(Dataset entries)
//! # Attestation Quote 検証
//!
//! ピアから提示されたAttestation Quoteの構造検証を提供する。
//!
//! 検証内容は3点。純粋関数でありI/Oを行わない。
//! 1. 構造的最小長（report_dataフィールドが収まる長さ）
//! 2. 固定オフセットのreport_dataとSHA-256(nonce)の一致（nonce束縛）
//! 3. イベントログに宣言された環境モードとローカルモードの一致
//!    （dev↔prodの相互接続禁止）

use async_trait::async_trait;
use serde::Deserialize;

use accord_types::EnvironmentMode;

use crate::{b64_decode, sha256};

/// Attestation Quoteとイベントログの組。
#[derive(Debug, Clone)]
pub struct QuoteEvidence {
    /// Base64エンコードされたQuote
    pub quote: String,
    /// イベントログ（JSON文字列）
    pub event_log: Option<String>,
}

/// Attestation Quoteの供給元。
///
/// report_data（ピアに渡すnonceのSHA-256）に束縛されたQuoteを返す。
/// 取得できない環境では `None` を返し、ハンドシェイクはQuoteなしで
/// 続行される（受理するかはピア側のポリシー）。
#[async_trait]
pub trait QuoteSource: Send + Sync {
    async fn quote(&self, report_data: [u8; 32]) -> Option<QuoteEvidence>;
}

/// Quote内のreport_dataフィールドのオフセット（バイト）。
pub const REPORT_DATA_OFFSET: usize = 568;

/// report_dataフィールドの長さ（バイト）。
pub const REPORT_DATA_LEN: usize = 32;

/// Quoteの構造的最小長。report_dataフィールド全体が収まる長さ。
pub const QUOTE_MIN_LEN: usize = REPORT_DATA_OFFSET + REPORT_DATA_LEN;

/// Quote検証のエラー型。
#[derive(Debug, thiserror::Error)]
pub enum QuoteError {
    /// Base64デコードに失敗
    #[error("QuoteのBase64デコードに失敗: {0}")]
    Base64Error(String),
    /// Quoteが構造的最小長に満たない
    #[error("Quoteが短すぎます: {len} バイト（最低: {min}）")]
    TooShort { len: usize, min: usize },
    /// report_dataがSHA-256(nonce)と一致しない
    #[error("report_dataがnonceに束縛されていません")]
    NonceBindingMismatch,
    /// 環境モードの不一致（dev↔prod）
    #[error("環境モードが一致しません: ローカル={local}, ピア={peer}")]
    EnvironmentMismatch {
        local: EnvironmentMode,
        peer: EnvironmentMode,
    },
}

/// イベントログのうち検証に関与するフィールド。
#[derive(Debug, Deserialize)]
struct EventLog {
    environment_mode: Option<EnvironmentMode>,
}

/// ピアのQuoteを検証する。
///
/// - `quote_b64` — Base64エンコードされたQuote
/// - `event_log_json` — ピアが提示したイベントログ（JSON文字列、任意）
/// - `nonce` — ローカルで生成しピアに渡したnonceの生バイト列
/// - `local_mode` — ローカルの実行環境モード
///
/// イベントログが無い、またはパースできずに環境モードが読めない場合、
/// 環境チェックはスキップされる（nonce束縛の検証は常に行う）。
pub fn verify_peer_quote(
    quote_b64: &str,
    event_log_json: Option<&str>,
    nonce: &[u8],
    local_mode: EnvironmentMode,
) -> Result<(), QuoteError> {
    let quote = b64_decode(quote_b64).map_err(|e| QuoteError::Base64Error(e.to_string()))?;

    if quote.len() < QUOTE_MIN_LEN {
        return Err(QuoteError::TooShort {
            len: quote.len(),
            min: QUOTE_MIN_LEN,
        });
    }

    let report_data = &quote[REPORT_DATA_OFFSET..REPORT_DATA_OFFSET + REPORT_DATA_LEN];
    let expected = sha256(nonce);
    if report_data != expected {
        return Err(QuoteError::NonceBindingMismatch);
    }

    if let Some(raw) = event_log_json {
        let peer_mode = serde_json::from_str::<EventLog>(raw)
            .ok()
            .and_then(|log| log.environment_mode);
        if let Some(peer) = peer_mode {
            if peer != local_mode {
                return Err(QuoteError::EnvironmentMismatch {
                    local: local_mode,
                    peer,
                });
            }
        }
    }

    Ok(())
}
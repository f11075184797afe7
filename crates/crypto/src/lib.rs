//! # Accord Protocol 暗号処理
//!
//! ハンドシェイクとセッション暗号化に使用する暗号プリミティブを実装する。
//!
//! ## 暗号アルゴリズム
//! | 用途 | アルゴリズム |
//! |------|------------|
//! | 鍵交換 | X25519 ECDH |
//! | 鍵導出 | HKDF-SHA256 |
//! | 対称暗号 | ChaCha20-Poly1305 |
//! | 署名 | Ed25519 |
//! | ハッシュ | SHA-256 |

use ed25519_dalek::{Signer, Verifier};
use hkdf::Hkdf;
use sha2::{Digest, Sha256};
use x25519_dalek::{PublicKey as X25519PublicKey, StaticSecret as X25519StaticSecret};

pub use ed25519_dalek::{
    Signature as Ed25519Signature, SigningKey as Ed25519SigningKey,
    VerifyingKey as Ed25519VerifyingKey,
};
pub use x25519_dalek::{PublicKey, StaticSecret};

pub mod aead;
pub mod quote;
pub mod sealer;

pub use aead::AeadSession;

/// セッション鍵導出のHKDF infoコンテキスト。
/// ブートストラップと双方向チャネルの両ハンドシェイクで共通。
pub const SESSION_KEY_INFO: &[u8] = b"accord-session-v1";

/// 暗号処理のエラー型
#[derive(Debug, thiserror::Error)]
pub enum CryptoError {
    /// HKDF鍵導出エラー
    #[error("HKDF鍵導出に失敗しました: {0}")]
    HkdfError(String),
    /// AEAD暗号化エラー
    #[error("AEAD暗号化に失敗しました")]
    EncryptError,
    /// AEAD復号エラー（タグ検証失敗を含む）
    #[error("AEAD復号に失敗しました")]
    DecryptError,
    /// エンベロープ構造の不正（encタグ、nonce長、本文長）
    #[error("不正な暗号化エンベロープ: {0}")]
    InvalidEnvelope(String),
    /// Base64デコードに失敗
    #[error("Base64デコードに失敗: {0}")]
    Base64Error(String),
    /// シリアライズ/デシリアライズに失敗
    #[error("シリアライズに失敗: {0}")]
    SerializeError(String),
    /// Ed25519署名検証エラー
    #[error("Ed25519署名検証に失敗しました")]
    SignatureVerifyError,
    /// 公開鍵の長さが不正
    #[error("公開鍵の長さが不正です: {0} バイト（期待: 32）")]
    InvalidKeyLength(usize),
}

/// 対称鍵（ChaCha20-Poly1305用、32バイト）
pub type SymmetricKey = [u8; 32];

/// X25519 ECDHによる共有秘密の導出。
///
/// イニシエータ側: `ECDH(local_sk, peer_pk)`
/// アクセプタ側: `ECDH(peer_sk, local_pk)`
pub fn ecdh_derive_shared_secret(
    secret_key: &X25519StaticSecret,
    public_key: &X25519PublicKey,
) -> [u8; 32] {
    let shared = secret_key.diffie_hellman(public_key);
    *shared.as_bytes()
}

/// HKDF-SHA256によるセッション鍵の導出。
///
/// ハンドシェイクで受領したsaltと共有秘密から256ビット鍵を展開する。
pub fn derive_session_key(
    salt: &[u8],
    shared_secret: &[u8; 32],
) -> Result<SymmetricKey, CryptoError> {
    derive_key_with_info(salt, shared_secret, SESSION_KEY_INFO)
}

/// HKDF-SHA256による鍵導出（infoコンテキスト指定版）。
pub fn derive_key_with_info(
    salt: &[u8],
    shared_secret: &[u8; 32],
    info: &[u8],
) -> Result<SymmetricKey, CryptoError> {
    let hkdf = Hkdf::<Sha256>::new(Some(salt), shared_secret);
    let mut key = [0u8; 32];
    hkdf.expand(info, &mut key)
        .map_err(|e| CryptoError::HkdfError(e.to_string()))?;
    Ok(key)
}

/// Ed25519による署名。
pub fn ed25519_sign(signing_key: &Ed25519SigningKey, message: &[u8]) -> Ed25519Signature {
    signing_key.sign(message)
}

/// Ed25519による署名検証。
pub fn ed25519_verify(
    verifying_key: &Ed25519VerifyingKey,
    message: &[u8],
    signature: &Ed25519Signature,
) -> Result<(), CryptoError> {
    verifying_key
        .verify(message, signature)
        .map_err(|_| CryptoError::SignatureVerifyError)
}

/// SHA-256ハッシュ計算。
pub fn sha256(data: &[u8]) -> [u8; 32] {
    let mut hasher = Sha256::new();
    hasher.update(data);
    let result = hasher.finalize();
    let mut hash = [0u8; 32];
    hash.copy_from_slice(&result);
    hash
}

/// SHA-256ハッシュのhex表現。署名対象の正規化文字列に使用する。
pub fn sha256_hex(data: &[u8]) -> String {
    let mut hasher = Sha256::new();
    hasher.update(data);
    format!("{:x}", hasher.finalize())
}

/// Base64（Standard）デコードのヘルパー。
pub(crate) fn b64_decode(s: &str) -> Result<Vec<u8>, CryptoError> {
    use base64::Engine;
    base64::engine::general_purpose::STANDARD
        .decode(s)
        .map_err(|e| CryptoError::Base64Error(e.to_string()))
}

/// Base64（Standard）エンコードのヘルパー。
pub(crate) fn b64_encode(data: &[u8]) -> String {
    use base64::Engine;
    base64::engine::general_purpose::STANDARD.encode(data)
}

/// 32バイトの公開鍵バイト列を [`X25519PublicKey`] に変換する。
pub fn x25519_public_from_bytes(bytes: &[u8]) -> Result<X25519PublicKey, CryptoError> {
    let arr: [u8; 32] = bytes
        .try_into()
        .map_err(|_| CryptoError::InvalidKeyLength(bytes.len()))?;
    Ok(X25519PublicKey::from(arr))
}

*What the exercise asks:*
Select and copy each line from the data that includes the word "finalize".

*Reply to the task:*
    let result = hasher.finalize();
    format!("{:x}", hasher.finalize())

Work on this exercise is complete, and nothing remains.